Parmi les facteurs qui risquent le plus d’affecter l’économie américaine l’année prochaine, vous évoquez les différentes mesures annoncées par Donald Trump concernant l’immigration, les droits de douane, les réductions d’impôts et la suppression de l’Inflation Reduction Act. Concernant les droits de douane, vous estimez que les dernières annonces faites par la future administration Trump sont plus rassurantes, alors qu’elles sont plus inquiétantes en matière d’immigration. Lequel de ces deux facteurs doit être surveillé le plus attentivement ?

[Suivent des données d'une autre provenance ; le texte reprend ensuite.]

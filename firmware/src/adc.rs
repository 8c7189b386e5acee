//! ADC1による同期サンプリング
//!
//! TIM1の更新イベント（TRGO）でADC1のレギュラーシーケンス
//! （相電流A、相電流B、バス電圧、サーミスタ、内部基準電圧）を変換し、DMAでリングバッファへ転送します。
//! 相電流は高速コンテキストが `CurrentSensePort` として読み、
//! 残りの生値はアトミックに公開して低速コンテキストの `AnalogPort` が換算します。

use core::sync::atomic::{AtomicU16, Ordering};

use ebike_foc::foc::PhaseCurrents;
use ebike_foc::ports::{AnalogPort, CurrentSensePort};
use ebike_foc::scaling::AdcScaling;
use embassy_stm32::adc as stm32_adc;
use embassy_stm32::dma;
use embassy_stm32::pac;
use embassy_stm32::peripherals::{ADC1, DMA1_CH1};
use embassy_stm32::Peri;

/// 1シーケンスのチャネル数
pub const SEQUENCE_LEN: usize = 5;
/// DMAリングバッファ長（2シーケンス分）
pub const DMA_BUFFER_SIZE: usize = SEQUENCE_LEN * 2;

/// RM0440 EXTSEL: TIM1_TRGO
const TIM1_TRGO: u8 = 9;

/// ADC1入力チャネル
const CH_PHASE_A: u8 = 1; // PA0
const CH_PHASE_B: u8 = 2; // PA1
const CH_VBUS: u8 = 7; // PC1
const CH_THERM: u8 = 6; // PC0
const CH_VREFINT: u8 = 18;

/// VREFINT工場校正値（3.0V、30℃）
const VREFINT_CAL: *const u16 = 0x1FFF_75AA as *const u16;

/// 起動時の電流オフセット計測サンプル数
const OFFSET_SAMPLES: u32 = 1024;

static VBUS_RAW: AtomicU16 = AtomicU16::new(0);
static THERM_RAW: AtomicU16 = AtomicU16::new(0);
static VREFINT_RAW: AtomicU16 = AtomicU16::new(0);

/// 相電流サンプラー（高速コンテキスト）
pub struct CurrentSampler {
    _adc: Peri<'static, ADC1>,
    ring: dma::ReadableRingBuffer<'static, u16>,
    scaling: AdcScaling,
    /// 電流ゼロ時の生値
    offsets: [u16; 2],
    /// 直近の完全なシーケンス
    latest: [u16; SEQUENCE_LEN],
    /// 読み出し済みサンプル数（シーケンス内位置）
    position: usize,
}

impl CurrentSampler {
    pub fn new(
        adc: Peri<'static, ADC1>,
        dma_ch: Peri<'static, DMA1_CH1>,
        buffer: &'static mut [u16; DMA_BUFFER_SIZE],
        scaling: AdcScaling,
    ) -> Self {
        let request = dma_ch.request();
        let mut opts = dma::TransferOptions::default();
        opts.circular = true;
        opts.priority = dma::Priority::VeryHigh;

        let peri_addr = pac::ADC1.dr().as_ptr() as *mut u16;
        let ring = unsafe { dma::ReadableRingBuffer::new(dma_ch, request, peri_addr, buffer, opts) };

        let mid = scaling.config().adc_max / 2;
        Self {
            _adc: adc,
            ring,
            scaling,
            offsets: [mid; 2],
            latest: [mid, mid, 0, 0, 0],
            position: 0,
        }
    }

    /// ADCの校正とシーケンス設定を行い、DMA転送を開始
    pub fn start(&mut self) {
        let adc = pac::ADC1;
        calibrate(adc);
        configure_sequence(adc);
        self.ring.start();
        adc.cr().modify(|w| w.set_adstart(true));
        info!("ADC1 sampling started (TIM1 TRGO)");
    }

    /// モーター停止中に電流オフセットを計測
    ///
    /// PWM停止状態でTIM1が動作している必要があります。
    pub fn measure_offsets(&mut self) {
        let mut sum = [0u32; 2];
        let mut count = 0u32;
        while count < OFFSET_SAMPLES {
            if self.poll() {
                sum[0] += self.latest[0] as u32;
                sum[1] += self.latest[1] as u32;
                count += 1;
            }
        }
        self.offsets = [(sum[0] / count) as u16, (sum[1] / count) as u16];
        info!("Current offsets: A={} B={}", self.offsets[0], self.offsets[1]);
    }

    /// リングバッファを読み、完全なシーケンスが得られたら `latest` を更新
    fn poll(&mut self) -> bool {
        let mut buf = [0u16; DMA_BUFFER_SIZE];
        let n = match self.ring.read(&mut buf) {
            Ok((n, _)) => n,
            Err(_) => {
                // オーバーラン時はシーケンス先頭から取り直す
                self.ring.clear();
                self.position = 0;
                return false;
            }
        };

        let mut updated = false;
        let mut sequence = self.latest;
        for &sample in &buf[..n] {
            sequence[self.position] = sample;
            self.position += 1;
            if self.position == SEQUENCE_LEN {
                self.position = 0;
                self.latest = sequence;
                updated = true;
            }
        }
        if updated {
            VBUS_RAW.store(self.latest[2], Ordering::Relaxed);
            THERM_RAW.store(self.latest[3], Ordering::Relaxed);
            VREFINT_RAW.store(self.latest[4], Ordering::Relaxed);
        }
        updated
    }
}

impl CurrentSensePort for CurrentSampler {
    fn phase_currents(&mut self) -> PhaseCurrents {
        self.poll();
        PhaseCurrents::Two {
            a: self.scaling.phase_current(self.latest[0], self.offsets[0]),
            b: self.scaling.phase_current(self.latest[1], self.offsets[1]),
        }
    }
}

/// バス電圧・FET温度・電源電圧（低速コンテキスト）
pub struct MonitorInputs {
    scaling: AdcScaling,
    vrefint_cal: u16,
}

impl MonitorInputs {
    pub fn new(scaling: AdcScaling) -> Self {
        let vrefint_cal = unsafe { core::ptr::read_volatile(VREFINT_CAL) };
        info!("VREFINT_CAL = {}", vrefint_cal);
        Self { scaling, vrefint_cal }
    }
}

impl AnalogPort for MonitorInputs {
    fn bus_voltage(&mut self) -> f32 {
        self.scaling.bus_voltage(VBUS_RAW.load(Ordering::Relaxed))
    }

    fn fet_temperature(&mut self) -> f32 {
        self.scaling
            .thermistor_celsius(THERM_RAW.load(Ordering::Relaxed))
            .unwrap_or(f32::NAN)
    }

    fn supply_reference(&mut self) -> Option<f32> {
        AdcScaling::supply_from_vrefint(VREFINT_RAW.load(Ordering::Relaxed), self.vrefint_cal)
    }
}

fn calibrate(adc: pac::adc::Adc) {
    // ディープパワーダウン解除、レギュレータ有効化
    adc.cr().modify(|w| {
        w.set_deeppwd(false);
        w.set_advregen(true);
    });

    // tADCVREG = 20us
    cortex_m::asm::delay(3400);

    if adc.cr().read().aden() {
        adc.cr().modify(|w| w.set_addis(true));
        while adc.cr().read().aden() {}
    }

    adc.cr().modify(|w| w.set_adcaldif(stm32_adc::vals::Adcaldif::SINGLE_ENDED));
    adc.cr().modify(|w| w.set_adcal(true));
    while adc.cr().read().adcal() {}

    adc.isr().write(|w| w.set_adrdy(true));
    adc.cr().modify(|w| w.set_aden(true));
    while !adc.isr().read().adrdy() {}
}

fn configure_sequence(adc: pac::adc::Adc) {
    adc.cr().modify(|w| w.set_adstart(false));

    pac::ADC12_COMMON.ccr().modify(|w| w.set_vrefen(true));

    adc.smpr().modify(|w| {
        w.set_smp(CH_PHASE_A as usize, stm32_adc::SampleTime::CYCLES6_5);
        w.set_smp(CH_PHASE_B as usize, stm32_adc::SampleTime::CYCLES6_5);
        w.set_smp(CH_VBUS as usize, stm32_adc::SampleTime::CYCLES47_5);
        w.set_smp(CH_THERM as usize, stm32_adc::SampleTime::CYCLES47_5);
    });
    // VREFINTは最小4us
    adc.smpr2().modify(|w| w.set_smp((CH_VREFINT - 10) as usize, stm32_adc::SampleTime::CYCLES247_5));

    adc.sqr1().modify(|w| {
        w.set_l(SEQUENCE_LEN as u8 - 1);
        w.set_sq(0, CH_PHASE_A);
        w.set_sq(1, CH_PHASE_B);
        w.set_sq(2, CH_VBUS);
        w.set_sq(3, CH_THERM);
    });
    adc.sqr2().modify(|w| w.set_sq(0, CH_VREFINT));

    adc.cfgr().modify(|w| {
        w.set_cont(false);
        w.set_discen(false);
        w.set_align(false);
        w.set_ovrmod(stm32_adc::vals::Ovrmod::OVERWRITE);
        w.set_dmacfg(stm32_adc::vals::Dmacfg::CIRCULAR);
        w.set_dmaen(stm32_adc::vals::Dmaen::ENABLE);
        w.set_exten(stm32_adc::vals::Exten::RISING_EDGE);
        w.set_extsel(TIM1_TRGO);
    });

    adc.isr().write(|w| {
        w.set_eoc(true);
        w.set_eos(true);
        w.set_ovr(true);
    });
}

Anton Brender (AB): Il faut être attentif aux deux. Concernant l’immigration, les restrictions promises par Donald Trump pourraient avoir des conséquences importantes. Le taux de chômage est encore très faible aux États-Unis et la croissance de la population en âge de travailler serait pratiquement nulle sans l’apport de l’immigration. Les mesures visant à limiter l’immigration pourraient donc à la fois ralentir un peu la croissance du PIB mais surtout resserrer le marché du travail et accroître l’inflation. L’arrêt complet de l’immigration clandestine ferait baisser le taux de chômage de 0,3 point. Si l’on expulsait en plus 1,2 million de migrants, le taux de chômage baisserait cette fois de 0,8 point, ce qui entraînerait nécessairement une pression à la hausse sur les salaires. Savoir quelle hypothèse est la plus probable est difficile, on peut juste constater que la nomination de Stephen Miller, l’un des « penseurs » de la politique anti-immigration de Donald Trump, comme chef adjoint du cabinet présidentiel suggère que dans ce domaine, la politique sera ferme.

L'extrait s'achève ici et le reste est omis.